The document contains explicit guidelines for maintaining character consistency in fiction, formatting mathematical equations, and handling multilingual queries. Moonshot AI’s engineers embedded specific rules about when to switch between Chinese and English, how to structure code blocks, and protocols for declining inappropriate requests. This level of detail reflects a broader industry trend where companies invest significant effort in prompt engineering to differentiate their AI products.
Structural Components
The leaked prompt divides into several distinct modules, each governing specific capabilities. A 1,200-token section addresses creative writing, instructing the model to maintain narrative voice, track character development across long conversations, and avoid common plot inconsistencies. Another segment dedicates 800 tokens to mathematical reasoning, specifying LaTeX formatting requirements and step-by-step problem-solving approaches.

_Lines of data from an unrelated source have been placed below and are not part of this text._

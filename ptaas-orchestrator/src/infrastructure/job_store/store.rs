use std::collections::HashMap;
use std::sync::Arc;
use std::time::Duration;

use async_trait::async_trait;
use tokio::sync::RwLock;
use uuid::Uuid;

use ptaas_core::infrastructure::{BrokerError, RedisBroker};

use super::snapshot::JobSnapshot;
use crate::domain::errors::ScanError;

/// Job persistence errors.
#[derive(Debug, thiserror::Error)]
pub enum JobStoreError {
    #[error("Serialization failed: {0}")]
    Serialization(String),
    #[error("Broker operation failed: {0}")]
    Broker(String),
}

impl From<BrokerError> for JobStoreError {
    fn from(err: BrokerError) -> Self {
        match err {
            BrokerError::Serialization(e) => Self::Serialization(e.to_string()),
            other => Self::Broker(other.to_string()),
        }
    }
}

impl From<JobStoreError> for ScanError {
    fn from(err: JobStoreError) -> Self {
        ScanError::Store(err.to_string())
    }
}

/// Job state storage interface.
#[async_trait]
pub trait JobStore: Send + Sync {
    /// Replace the published state of a job in one write
    async fn save_snapshot(&self, snapshot: JobSnapshot) -> Result<(), JobStoreError>;
    async fn get_snapshot(&self, job_id: Uuid) -> Result<Option<JobSnapshot>, JobStoreError>;
}

/// Redis-backed job store with a TTL on every state document.
pub struct RedisJobStore {
    broker: RedisBroker,
    ttl: Duration,
}

impl RedisJobStore {
    pub fn new(broker: RedisBroker, ttl: Duration) -> Self {
        Self { broker, ttl }
    }

    fn job_key(job_id: Uuid) -> String {
        format!("ptaas:job:{}", job_id)
    }
}

#[async_trait]
impl JobStore for RedisJobStore {
    async fn save_snapshot(&self, snapshot: JobSnapshot) -> Result<(), JobStoreError> {
        let key = Self::job_key(snapshot.job_id);
        self.broker.set_json(&key, &snapshot, self.ttl).await?;

        tracing::debug!(
            job_id = %snapshot.job_id,
            state = snapshot.state.label(),
            "Job state published"
        );

        Ok(())
    }

    async fn get_snapshot(&self, job_id: Uuid) -> Result<Option<JobSnapshot>, JobStoreError> {
        let key = Self::job_key(job_id);
        Ok(self.broker.get_json::<JobSnapshot>(&key).await?)
    }
}

/// Process-local job store for the in-memory queue backend.
///
/// Snapshots expire lazily on read once older than the TTL.
#[derive(Clone)]
pub struct InMemoryJobStore {
    snapshots: Arc<RwLock<HashMap<Uuid, (JobSnapshot, tokio::time::Instant)>>>,
    ttl: Duration,
}

impl InMemoryJobStore {
    pub fn new(ttl: Duration) -> Self {
        Self {
            snapshots: Arc::new(RwLock::new(HashMap::new())),
            ttl,
        }
    }
}

impl Default for InMemoryJobStore {
    fn default() -> Self {
        Self::new(Duration::from_secs(24 * 60 * 60))
    }
}

#[async_trait]
impl JobStore for InMemoryJobStore {
    async fn save_snapshot(&self, snapshot: JobSnapshot) -> Result<(), JobStoreError> {
        self.snapshots
            .write()
            .await
            .insert(snapshot.job_id, (snapshot, tokio::time::Instant::now()));
        Ok(())
    }

    async fn get_snapshot(&self, job_id: Uuid) -> Result<Option<JobSnapshot>, JobStoreError> {
        let mut snapshots = self.snapshots.write().await;
        match snapshots.get(&job_id) {
            Some((_, written_at)) if written_at.elapsed() > self.ttl => {
                snapshots.remove(&job_id);
                Ok(None)
            }
            Some((snapshot, _)) => Ok(Some(snapshot.clone())),
            None => Ok(None),
        }
    }
}
//! Orchestrator value objects

use std::fmt;

use serde::{Deserialize, Serialize};
use utoipa::ToSchema;

use super::errors::ScanError;

/// Scan families supported by the orchestrator
#[derive(Debug, Clone, Copy, PartialEq, Eq, Hash, Serialize, Deserialize, ToSchema)]
#[serde(rename_all = "snake_case")]
pub enum ScanType {
    /// Port and service discovery (nmap)
    NetworkScan,
    /// Web application crawl and probe (OWASP ZAP)
    WebScan,
    /// SQL injection probing (sqlmap)
    InjectionScan,
}

impl ScanType {
    pub const ALL: [ScanType; 3] = [Self::NetworkScan, Self::WebScan, Self::InjectionScan];

    /// Resolve the `{scan_type}` path segment, accepting tool names as aliases.
    pub fn from_path_segment(segment: &str) -> Option<Self> {
        match segment.trim().to_ascii_lowercase().as_str() {
            "network" | "nmap" | "network_scan" => Some(Self::NetworkScan),
            "web" | "zap" | "web_scan" => Some(Self::WebScan),
            "injection" | "sqlmap" | "injection_scan" => Some(Self::InjectionScan),
            _ => None,
        }
    }

    /// Prefix used for raw artifact keys
    pub fn artifact_prefix(&self) -> &'static str {
        match self {
            Self::NetworkScan => "networkscan",
            Self::WebScan => "webscan",
            Self::InjectionScan => "injectionscan",
        }
    }

    pub fn artifact_extension(&self) -> &'static str {
        match self {
            Self::NetworkScan => "xml",
            Self::WebScan => "json",
            Self::InjectionScan => "txt",
        }
    }

    pub fn content_type(&self) -> &'static str {
        match self {
            Self::NetworkScan => "application/xml",
            Self::WebScan => "application/json",
            Self::InjectionScan => "text/plain",
        }
    }

    /// Name of the external tool driving this scan type
    pub fn tool(&self) -> &'static str {
        match self {
            Self::NetworkScan => "nmap",
            Self::WebScan => "zap",
            Self::InjectionScan => "sqlmap",
        }
    }
}

impl fmt::Display for ScanType {
    fn fmt(&self, f: &mut fmt::Formatter<'_>) -> fmt::Result {
        match self {
            Self::NetworkScan => write!(f, "network_scan"),
            Self::WebScan => write!(f, "web_scan"),
            Self::InjectionScan => write!(f, "injection_scan"),
        }
    }
}

/// Web scan depth
#[derive(Debug, Clone, Copy, PartialEq, Eq, Serialize, Deserialize, ToSchema)]
#[serde(rename_all = "snake_case")]
pub enum ScanMode {
    /// Crawl followed by active probing
    Active,
    /// Crawl only
    Passive,
}

impl ScanMode {
    /// Parse the web scan options field; blank means active.
    pub fn parse(options: &str) -> Result<Self, ScanError> {
        match options.trim().to_ascii_lowercase().as_str() {
            "" | "active" => Ok(Self::Active),
            "passive" => Ok(Self::Passive),
            other => Err(ScanError::Validation(format!(
                "Unsupported web scan mode '{}', expected 'active' or 'passive'",
                other
            ))),
        }
    }

    pub fn title(&self) -> &'static str {
        match self {
            Self::Active => "Active",
            Self::Passive => "Passive",
        }
    }
}

impl fmt::Display for ScanMode {
    fn fmt(&self, f: &mut fmt::Formatter<'_>) -> fmt::Result {
        match self {
            Self::Active => write!(f, "active"),
            Self::Passive => write!(f, "passive"),
        }
    }
}

/// Finding severity, spelled the way the vulnerability manager expects it
#[derive(Debug, Clone, Copy, PartialEq, Eq, PartialOrd, Ord, Serialize, Deserialize, ToSchema)]
pub enum Severity {
    Critical,
    High,
    Medium,
    Low,
    Info,
}

impl fmt::Display for Severity {
    fn fmt(&self, f: &mut fmt::Formatter<'_>) -> fmt::Result {
        let label = match self {
            Self::Critical => "Critical",
            Self::High => "High",
            Self::Medium => "Medium",
            Self::Low => "Low",
            Self::Info => "Info",
        };
        f.write_str(label)
    }
}
//! Orchestrator domain entities

use chrono::{DateTime, NaiveDate, Utc};
use serde::{Deserialize, Serialize};
use utoipa::ToSchema;
use uuid::Uuid;

use super::errors::ScanError;
use super::state::JobState;
use super::value_objects::{ScanMode, ScanType, Severity};

const MAX_TARGET_LEN: usize = 2048;

/// A validated scan submission; this is the payload carried on the job queue.
#[derive(Debug, Clone, PartialEq, Serialize, Deserialize)]
pub struct ScanRequest {
    pub job_id: Uuid,
    pub scan_type: ScanType,
    pub target: String,
    /// Tool options; the per-type default has already been applied
    pub options: String,
    pub created_at: DateTime<Utc>,
}

impl ScanRequest {
    /// Validate a submission and assign a fresh job id.
    ///
    /// Targets are trimmed and must be a single non-empty token that cannot be
    /// mistaken for a tool flag. Blank options fall back to `default_options`.
    pub fn new(
        scan_type: ScanType,
        target: &str,
        options: Option<&str>,
        default_options: &str,
    ) -> Result<Self, ScanError> {
        let target = target.trim();

        if target.is_empty() {
            return Err(ScanError::Validation("target must not be empty".to_string()));
        }
        if target.len() > MAX_TARGET_LEN {
            return Err(ScanError::Validation(format!(
                "target exceeds {} characters",
                MAX_TARGET_LEN
            )));
        }
        if target.chars().any(char::is_whitespace) {
            return Err(ScanError::Validation(
                "target must not contain whitespace".to_string(),
            ));
        }
        if target.starts_with('-') {
            return Err(ScanError::Validation(
                "target must not start with '-'".to_string(),
            ));
        }

        let options = match options.map(str::trim) {
            Some(opts) if !opts.is_empty() => opts.to_string(),
            _ => default_options.trim().to_string(),
        };

        if scan_type == ScanType::WebScan {
            ScanMode::parse(&options)?;
        }

        Ok(Self {
            job_id: Uuid::new_v4(),
            scan_type,
            target: target.to_string(),
            options,
            created_at: Utc::now(),
        })
    }

    /// Options split into individual arguments; no shell is involved.
    pub fn option_args(&self) -> Vec<String> {
        self.options.split_whitespace().map(str::to_string).collect()
    }
}

/// Outcome of submitting a report to the vulnerability manager
#[derive(Debug, Clone, PartialEq, Serialize, Deserialize, ToSchema)]
#[serde(tag = "outcome", rename_all = "snake_case")]
pub enum ImportResult {
    Imported {
        #[serde(default, skip_serializing_if = "Option::is_none")]
        product_id: Option<i64>,
        #[serde(default, skip_serializing_if = "Option::is_none")]
        engagement_id: Option<i64>,
        #[serde(default, skip_serializing_if = "Option::is_none")]
        test_id: Option<i64>,
        #[serde(default, skip_serializing_if = "Option::is_none")]
        scan_type: Option<String>,
    },
    Failed {
        error: String,
        #[serde(default, skip_serializing_if = "Option::is_none")]
        status_code: Option<u16>,
    },
}

impl ImportResult {
    pub fn failed(error: impl Into<String>, status_code: Option<u16>) -> Self {
        Self::Failed {
            error: error.into(),
            status_code,
        }
    }

    pub fn is_imported(&self) -> bool {
        matches!(self, Self::Imported { .. })
    }
}

/// A finding synthesized from raw tool output
#[derive(Debug, Clone, PartialEq, Serialize, Deserialize, ToSchema)]
pub struct Finding {
    pub title: String,
    pub severity: Severity,
    pub description: String,
    #[schema(value_type = String, example = "2024-01-15")]
    pub date: NaiveDate,
    #[serde(default, skip_serializing_if = "Option::is_none")]
    pub mitigation: Option<String>,
    #[serde(default, skip_serializing_if = "Option::is_none")]
    pub references: Option<String>,
}

/// Result payload of a successful scan
#[derive(Debug, Clone, PartialEq, Serialize, Deserialize, ToSchema)]
pub struct ScanResult {
    /// Always `success`
    pub status: String,
    pub scan_type: ScanType,
    pub target: String,
    /// Web scans only
    #[serde(default, skip_serializing_if = "Option::is_none")]
    pub mode: Option<ScanMode>,
    pub storage_url: String,
    pub filename: String,
    pub import: ImportResult,
    /// Injection scans only
    #[serde(default, skip_serializing_if = "Vec::is_empty")]
    pub findings: Vec<Finding>,
}

impl ScanResult {
    pub fn new(request: &ScanRequest, artifact: StoredArtifact, import: ImportResult) -> Self {
        Self {
            status: "success".to_string(),
            scan_type: request.scan_type,
            target: request.target.clone(),
            mode: None,
            storage_url: artifact.url,
            filename: artifact.filename,
            import,
            findings: Vec::new(),
        }
    }

    pub fn with_mode(mut self, mode: ScanMode) -> Self {
        self.mode = Some(mode);
        self
    }

    pub fn with_findings(mut self, findings: Vec<Finding>) -> Self {
        self.findings = findings;
        self
    }
}

/// Pointer to a persisted raw artifact
#[derive(Debug, Clone, PartialEq, Eq, Serialize, Deserialize)]
pub struct StoredArtifact {
    pub url: String,
    pub filename: String,
}

/// Listing entry from the object store
#[derive(Debug, Clone, PartialEq, Eq, Serialize, Deserialize, ToSchema)]
pub struct ArtifactObject {
    pub key: String,
    pub size: i64,
    pub last_modified: Option<DateTime<Utc>>,
}

/// Report handed to the vulnerability manager's import endpoint
#[derive(Debug, Clone)]
pub struct ImportRequest {
    /// Parser name on the vulnerability manager side, e.g. `Nmap Scan`
    pub scan_type: String,
    pub engagement_name: String,
    pub filename: String,
    pub content_type: String,
    pub content: Vec<u8>,
}

/// Live view of a job the API has submitted
#[derive(Debug, Clone, PartialEq, Serialize, Deserialize, ToSchema)]
pub struct ActiveScanRecord {
    pub job_id: Uuid,
    pub scan_type: ScanType,
    pub target: String,
    /// Wire state name (`QUEUED`, `STARTED`, ...)
    pub state: String,
    pub progress: u8,
    pub status: String,
    pub created_at: DateTime<Utc>,
    pub updated_at: DateTime<Utc>,
}

impl ActiveScanRecord {
    pub fn queued(request: &ScanRequest) -> Self {
        Self {
            job_id: request.job_id,
            scan_type: request.scan_type,
            target: request.target.clone(),
            state: JobState::Queued.label().to_string(),
            progress: 0,
            status: "Queued".to_string(),
            created_at: request.created_at,
            updated_at: request.created_at,
        }
    }

    /// Fold an observed state into the record.
    ///
    /// Progress only moves forward; states without a progress value keep the
    /// last one seen.
    pub fn observe(&mut self, state: &JobState, observed_at: DateTime<Utc>) {
        self.state = state.label().to_string();
        if let Some(progress) = state.progress() {
            self.progress = self.progress.max(progress);
        }
        if let Some(status) = state.status_text() {
            self.status = status;
        }
        self.updated_at = observed_at;
    }
}

/// Summary of a finished job, recorded once per job id
#[derive(Debug, Clone, PartialEq, Serialize, Deserialize, ToSchema)]
pub struct CompletedLogEntry {
    pub job_id: Uuid,
    pub scan_type: ScanType,
    pub target: String,
    pub state: String,
    pub created_at: DateTime<Utc>,
    pub finished_at: DateTime<Utc>,
    pub storage_url: Option<String>,
    pub filename: Option<String>,
    pub product_id: Option<i64>,
    pub engagement_id: Option<i64>,
    pub test_id: Option<i64>,
    pub error: Option<String>,
}

impl CompletedLogEntry {
    pub fn from_terminal(record: &ActiveScanRecord, state: &JobState, finished_at: DateTime<Utc>) -> Self {
        let mut entry = Self {
            job_id: record.job_id,
            scan_type: record.scan_type,
            target: record.target.clone(),
            state: state.label().to_string(),
            created_at: record.created_at,
            finished_at,
            storage_url: None,
            filename: None,
            product_id: None,
            engagement_id: None,
            test_id: None,
            error: None,
        };

        match state {
            JobState::Success { result } => {
                entry.storage_url = Some(result.storage_url.clone());
                entry.filename = Some(result.filename.clone());
                match &result.import {
                    ImportResult::Imported {
                        product_id,
                        engagement_id,
                        test_id,
                        ..
                    } => {
                        entry.product_id = *product_id;
                        entry.engagement_id = *engagement_id;
                        entry.test_id = *test_id;
                    }
                    ImportResult::Failed { error, .. } => {
                        entry.error = Some(format!("import failed: {}", error));
                    }
                }
            }
            JobState::Failure { error } => entry.error = Some(error.clone()),
            _ => {}
        }

        entry
    }
}

/// Finding as listed by the vulnerability manager
#[derive(Debug, Clone, PartialEq, Serialize, Deserialize, ToSchema)]
pub struct FindingSummary {
    pub id: i64,
    pub title: String,
    pub severity: String,
    pub description: Option<String>,
    pub mitigation: Option<String>,
    pub impact: Option<String>,
    pub references: Option<String>,
    pub cve: Option<String>,
    pub cvss_score: Option<f64>,
    pub found_by: Vec<i64>,
    pub url: Option<String>,
    pub date: Option<String>,
    pub active: bool,
    pub verified: bool,
}

/// Filters for listing findings
#[derive(Debug, Clone, Default)]
pub struct FindingsQuery {
    /// Product name, resolved to an id before querying
    pub product: Option<String>,
    pub severity: Option<String>,
    pub active: Option<bool>,
    pub limit: u32,
}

Code generation receives particular attention with guidelines spanning multiple programming languages. The prompt explicitly tells Kimi to include error handling, add inline comments for complex logic, and suggest testing strategies. For Python specifically, it mandates type hints and adherence to PEP 8 standards:
def calculate_metrics(data: list[dict]) -> dict[str, float]:
"""Calculate summary statistics from structured data.
Args:
data: List of dictionaries containing numeric values
Returns:
Dictionary with mean, median, and standard deviation
"""
# Implementation with proper error handling
if not data:
raise ValueError("Input data cannot be empty")
Safety instructions occupy roughly 1,000 tokens, establishing boundaries around political topics, personal data, and harmful content. The prompt uses a tiered approach, distinguishing between hard refusals for illegal requests and softer redirections for sensitive subjects.
Implementation Patterns
Moonshot’s engineers employed several sophisticated techniques within the prompt structure. Conditional logic appears throughout, with instructions like “if the user asks in Chinese about technical topics, provide terminology in both languages.” This bilingual handling addresses a specific need in the Chinese market where developers frequently mix languages.
The prompt also includes meta-instructions about conversation memory. Kimi receives explicit directions to reference earlier exchanges, synthesize information across multiple turns, and acknowledge when context from previous messages influences current responses. These instructions explain why Kimi performs well in extended dialogues compared to models with simpler system configurations.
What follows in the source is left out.